Value of statistical life
Jim Holt (The Human Factor (New York Times, March 28); a copy of the article can be found here) doesn't think anyone "should be knowingly sacrificed for a sum of money." He apparently thinks this is implicitly what happens when a cost-benefit analysis places a value on a "statistical life."
- "How much is your life worth to you? On the face of it, that's an idiotic question. No amount of money could compensate you for the loss of your life, for the simple reason that the money would be no good to you if you were dead. And you might feel, for different reasons, that the dollar value of the lives of your spouse or children -- or even a stranger living on the other side of the country -- is also infinite. No one should be knowingly sacrificed for a sum of money: that's what we mean when we say that human life is priceless."
There are, however, a lot of decisions that can change the risks of dying, and information on the value people place on these changes can be very helpful. Widening or straightening a road may reduce each driver's risk of an accident and death; forward positioning a rescue helicopter near a risky fishery can reduce each fisherman's risk of death if there is an accident; eliminating leaded gasoline can reduce each adult male's risk of death from cardiopulmonary disease.
While these individual risks may translate into a certain number of deaths in a given population, individuals themselves tend to face a relatively small risk, that will only be changed a small amount by the policy.
EPA guidelines on cost-benefit analysis define statistical lives:
- "This measure is the aggregation of many small risks over an exposed population. Suppose, for example, that a policy affects 100,000 people and reduces the risk of premature mortality by one in 10,000 for each individual. Summing these individual risk reductions across the entire affected population results in the policy saving 10 statistical lives. It is unknown who these ten people might be - everyone faces some risk of being affected - but the policy can be expected to prevent premature fatality for 10 individuals in the population." (Page 68)
- "If 10,000 individuals are each willing to pay, for example, $500 for a reduction in risk of 1/10,000, then the value of saving one statistical life equals $500 times 10,0000 - or $5 million." (Page 87)
Do you think human life is priceless? That's not the generally the issue. We are valuing risks of death. One difference: just because there is a risk of death doesn't mean that anyone is going to die. A policy change that reduces the risk of death to the individuals in a population has a value, even if no one would have died in the absence of the change.

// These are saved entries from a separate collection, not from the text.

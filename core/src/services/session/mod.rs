//! Session service module
//!
//! Login, refresh-token rotation, logout and request authentication built on
//! top of the token service. Credential checks happen before `start_session`
//! and are not part of this crate.

mod service;

#[cfg(test)]
mod tests;

pub use service::SessionService;
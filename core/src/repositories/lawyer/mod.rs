pub mod r#trait {
    pub use super::trait_::*;
}
#[path = "trait.rs"]
mod trait_;

pub use r#trait::LawyerRepository;
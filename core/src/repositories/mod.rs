pub mod consultation;
pub mod lawyer;
pub mod token;
pub mod user;

pub use consultation::ConsultationRepository;
pub use lawyer::LawyerRepository;
pub use token::{InMemoryTokenStore, TokenStore};
pub use user::UserRepository;
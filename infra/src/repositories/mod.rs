//! Repository implementations
//!
//! Durable persistence is provided elsewhere; these single-node stores back
//! local runs and integration tests.

pub mod memory;

pub use memory::{InMemoryConsultationRepository, InMemoryLawyerRepository, InMemoryUserRepository};
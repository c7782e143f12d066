//! Mock implementations for testing the session service

use async_trait::async_trait;
use std::sync::{Arc, Mutex};
use std::time::Duration;
use tokio::sync::Barrier;
use uuid::Uuid;

use crate::domain::entities::user::User;
use crate::errors::DomainError;
use crate::repositories::{InMemoryTokenStore, TokenStore, UserRepository};

pub struct MockUserRepository {
    pub users: Arc<Mutex<Vec<User>>>,
}

impl MockUserRepository {
    pub fn new() -> Self {
        Self {
            users: Arc::new(Mutex::new(Vec::new())),
        }
    }

    pub fn with_existing_user(user: User) -> Self {
        let repo = Self::new();
        repo.users.lock().unwrap().push(user);
        repo
    }

    pub fn remove(&self, id: Uuid) {
        self.users.lock().unwrap().retain(|u| u.id != id);
    }
}

#[async_trait]
impl UserRepository for MockUserRepository {
    async fn find_by_id(&self, id: Uuid) -> Result<Option<User>, DomainError> {
        let users = self.users.lock().unwrap();
        Ok(users.iter().find(|u| u.id == id).cloned())
    }

    async fn find_by_email(&self, email: &str) -> Result<Option<User>, DomainError> {
        let users = self.users.lock().unwrap();
        Ok(users.iter().find(|u| u.email == email).cloned())
    }

    async fn create(&self, user: User) -> Result<User, DomainError> {
        let mut users = self.users.lock().unwrap();
        if users.iter().any(|u| u.email == user.email) {
            return Err(DomainError::BusinessRule {
                message: "Email already registered".to_string(),
            });
        }
        users.push(user.clone());
        Ok(user)
    }
}

/// In-memory token store that holds `take` callers at a barrier, so that
/// concurrent consumers of one key reach the store together
pub struct GatedTokenStore {
    inner: InMemoryTokenStore,
    gate: Barrier,
}

impl GatedTokenStore {
    pub fn new(parties: usize) -> Self {
        Self {
            inner: InMemoryTokenStore::new(),
            gate: Barrier::new(parties),
        }
    }
}

#[async_trait]
impl TokenStore for GatedTokenStore {
    async fn put(&self, key: &str, value: &str, ttl: Duration) -> Result<(), DomainError> {
        self.inner.put(key, value, ttl).await
    }

    async fn get(&self, key: &str) -> Result<Option<String>, DomainError> {
        self.inner.get(key).await
    }

    async fn delete(&self, key: &str) -> Result<bool, DomainError> {
        self.inner.delete(key).await
    }

    async fn take(&self, key: &str) -> Result<Option<String>, DomainError> {
        self.gate.wait().await;
        self.inner.take(key).await
    }
}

So, where do these values come from? Holt's introduction suggests that the values are arbitrary, foisted on us by faceless government bureaucrats:
- "But the government set a price for it four years ago: $6.1 million. That's the figure the Environmental Protection Agency came up with when it was trying to decide how far to go in removing arsenic from drinking water. Arsenic can cause diseases, like bladder cancer, that will predictably kill a certain number of people. But reducing the arsenic in water gets more and more expensive as the poison levels approach zero. How many dollars should be spent to save one ''statistical life''? The answer, reasoned the people at the E.P.A., depends on how much that life is worth..."
It seems reasonable to see if you can make inferences about how people value risks, and apply these values to policy decisions. The values people place on the risks they face can be inferred in a lot of ways. - inferences can be made from the wages people need to induce them to take additional risks, from the investments people make in additional safety (smoke or carbon monoxide detectors in homes), or from asking people how much they would have to be paid to take on additional risks or how much they would pay to avoid additional risks.
But in every case, there is an attempt to find the value people themselves place on more or less risk. Government or economists aren't inventing numbers they think should be appropriate - they're trying to find out what it is worth to people themselves to reduce the risks they face. There's something democratic about that.
There are lots of good questions about the use of the value of statistical life methodology. The technique is evolving. There's still a lot to learn. Estimates of the values people place on changes in risk are changing. Value of life-years may be more important than value of life. There are all sorts of issues raised by extrapolating values from one context to another or from one population to another. And no one I know, certainly no economist I know, thinks that an excess of aggregate benefits over aggregate costs is the only criterion relevant to policy decisions.
But, while VSL is a flawed tool, nevertheless, it is valuable.
There's some other commentary on Holt's essay here (scroll down) and here. In fairness, Holt alludes to additional problems - some I think are mistaken, some I think may have some merit. I've dealt here with with the two fundamental problems I have with his essay: mistaking the value of statistical life for the value of life, and what I see as his rhetorical device of misdirecting attention (at least early on) from the source of the valuation in inferences about the valuations of actual people.